**AIM OF THE TASK**
Reproduce the entries shown below only from the line with "Transaction state-change observers." down to the line with "are only logged.", keeping both end lines and copying each one exactly.

::: RECORD SET

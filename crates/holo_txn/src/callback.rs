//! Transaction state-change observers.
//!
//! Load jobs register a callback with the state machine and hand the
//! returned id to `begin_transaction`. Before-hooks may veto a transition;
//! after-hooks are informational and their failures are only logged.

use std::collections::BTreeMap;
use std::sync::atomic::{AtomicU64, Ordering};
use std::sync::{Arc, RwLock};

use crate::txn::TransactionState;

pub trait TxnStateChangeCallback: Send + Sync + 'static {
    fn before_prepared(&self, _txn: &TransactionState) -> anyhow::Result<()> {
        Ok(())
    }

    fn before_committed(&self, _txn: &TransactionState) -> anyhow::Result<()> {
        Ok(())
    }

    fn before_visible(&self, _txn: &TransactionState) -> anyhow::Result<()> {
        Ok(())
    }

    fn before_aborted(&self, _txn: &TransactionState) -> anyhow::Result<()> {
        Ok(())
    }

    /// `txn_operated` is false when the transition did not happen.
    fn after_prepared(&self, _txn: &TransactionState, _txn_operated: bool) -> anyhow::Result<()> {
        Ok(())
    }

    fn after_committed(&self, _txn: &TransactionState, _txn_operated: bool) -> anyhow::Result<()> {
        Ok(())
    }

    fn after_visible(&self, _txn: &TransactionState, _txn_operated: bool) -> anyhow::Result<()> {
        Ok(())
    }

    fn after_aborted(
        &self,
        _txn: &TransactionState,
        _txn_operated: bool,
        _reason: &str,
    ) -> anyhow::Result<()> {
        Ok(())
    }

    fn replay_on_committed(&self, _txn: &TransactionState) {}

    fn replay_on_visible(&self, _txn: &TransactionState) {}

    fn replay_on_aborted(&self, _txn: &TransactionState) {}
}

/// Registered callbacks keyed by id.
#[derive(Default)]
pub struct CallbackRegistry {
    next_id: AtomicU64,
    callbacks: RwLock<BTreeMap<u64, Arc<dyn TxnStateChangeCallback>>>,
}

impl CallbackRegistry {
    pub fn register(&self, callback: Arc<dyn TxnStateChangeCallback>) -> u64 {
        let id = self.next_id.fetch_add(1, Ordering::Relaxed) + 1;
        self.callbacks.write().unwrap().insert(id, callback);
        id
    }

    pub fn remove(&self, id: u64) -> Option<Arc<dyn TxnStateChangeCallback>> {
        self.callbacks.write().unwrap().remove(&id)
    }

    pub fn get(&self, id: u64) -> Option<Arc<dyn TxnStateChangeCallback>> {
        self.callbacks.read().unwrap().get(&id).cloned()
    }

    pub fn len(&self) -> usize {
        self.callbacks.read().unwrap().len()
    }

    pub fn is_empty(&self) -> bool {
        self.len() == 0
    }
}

::::::

**RESPONSE AREA**
//! Transaction state-change observers.
//!
//! Load jobs register a callback with the state machine and hand the
//! returned id to `begin_transaction`. Before-hooks may veto a transition;
//! after-hooks are informational and their failures are only logged.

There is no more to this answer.